在三千年前,哈馬星的靈州大陸上出現了一位蓋世英雄,他名叫荊行烈,是古老的荊氏一族最年輕的族長。
荊行烈威武如天神,勇猛彪悍,帶着荊氏一族在靈州大陸上馳騁,與大陸的其它異族和各類猛獸戰鬥,終一統天下,建立了偉大的天朝。
荊行烈預言天朝會在三千年後滅亡,爲了能讓子孫在天朝覆滅後東山再起,他毅然放棄帝位,帶着從異族收刮來的財富去建立天朝寶藏。從此,英雄荊行烈的蹤跡就在哈馬星上消失了,沒人知道他去了哪裡。

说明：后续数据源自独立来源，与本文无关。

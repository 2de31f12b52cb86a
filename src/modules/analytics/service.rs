use log::info;
use std::sync::Arc;

use crate::api::error;
use crate::constants::ANALYTICS_HISTORY_DAYS;
use crate::modules::analytics::{
    model::{platform_key, AnalyticsEvent, AnalyticsSummary},
    repository::AnalyticsRepository,
};
use crate::modules::application::repository::ApplicationRepository;
use crate::utils::today;

#[derive(Clone)]
pub struct AnalyticsService {
    repo: Arc<dyn AnalyticsRepository + Send + Sync>,
    application_repo: Arc<dyn ApplicationRepository + Send + Sync>,
}

impl AnalyticsService {
    pub fn with_dependencies(
        repo: Arc<dyn AnalyticsRepository + Send + Sync>,
        application_repo: Arc<dyn ApplicationRepository + Send + Sync>,
    ) -> Self {
        info!("AnalyticsService initialized with dependencies");
        AnalyticsService { repo, application_repo }
    }

    /// Bumps today's counter for the event and returns the new value.
    pub async fn record(&self, event: AnalyticsEvent) -> Result<i64, error::SystemError> {
        let date = today();
        match event {
            AnalyticsEvent::TrackPageView => self.repo.increment_page_view(date).await,
            AnalyticsEvent::TrackSocialClick { platform } => {
                self.repo.increment_social_click(date, platform_key(platform.as_deref())).await
            }
        }
    }

    pub async fn summary(&self) -> Result<AnalyticsSummary, error::SystemError> {
        let (page_views, social_analytics, application_stats) = futures_util::try_join!(
            self.repo.page_views(ANALYTICS_HISTORY_DAYS),
            self.repo.social_clicks(ANALYTICS_HISTORY_DAYS),
            self.application_repo.daily_counts(ANALYTICS_HISTORY_DAYS),
        )?;

        Ok(AnalyticsSummary { page_views, social_analytics, application_stats })
    }
}

#[cfg(test)]
mod tests {
    use super::*;
    use crate::modules::analytics::repository_memory::AnalyticsRepositoryMemory;
    use crate::modules::application::repository_memory::ApplicationRepositoryMemory;

    fn service() -> AnalyticsService {
        AnalyticsService::with_dependencies(
            Arc::new(AnalyticsRepositoryMemory::new()),
            Arc::new(ApplicationRepositoryMemory::new()),
        )
    }

    #[tokio::test]
    async fn test_concurrent_page_views_are_not_lost() {
        let service = service();
        let (a, b) = tokio::join!(
            service.record(AnalyticsEvent::TrackPageView),
            service.record(AnalyticsEvent::TrackPageView)
        );
        let mut values = [a.unwrap(), b.unwrap()];
        values.sort();
        assert_eq!(values, [1, 2]);

        let summary = service.summary().await.unwrap();
        assert_eq!(summary.page_views.len(), 1);
        assert_eq!(summary.page_views[0].views, 2);
        assert_eq!(summary.page_views[0].date, today());
    }

    #[tokio::test]
    async fn test_social_clicks_are_counted_per_platform() {
        let service = service();
        service.record(AnalyticsEvent::social_click("instagram")).await.unwrap();
        service.record(AnalyticsEvent::social_click("instagram")).await.unwrap();
        service.record(AnalyticsEvent::TrackSocialClick { platform: None }).await.unwrap();

        let summary = service.summary().await.unwrap();
        let clicks: Vec<(&str, i64)> = summary
            .social_analytics
            .iter()
            .map(|row| (row.platform.as_str(), row.clicks))
            .collect();
        assert_eq!(clicks, [("instagram", 2), ("unknown", 1)]);
        assert!(summary.application_stats.is_empty());
    }
}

時光飛逝,正如荊行烈預言的那樣,經過了三千年的興衰,一代不如一代的荊氏後人沒能保住他們偉大祖先創下的基業,天朝在羣起義軍的圍攻中滅亡,荊氏一族從此在靈州大陸上銷聲斂跡。
天朝滅亡之後,靈州大陸上依舊戰火不斷,各股義軍力量互不相服,常年以“爲天下蒼生謀福,必要天下一統”爲藉口連連開戰。而戰爭永遠只能帶來災難,家破人亡,流離失所,大陸上的人們過着越來越艱苦的生活,無家可歸的孤兒只能靠着乞討活着。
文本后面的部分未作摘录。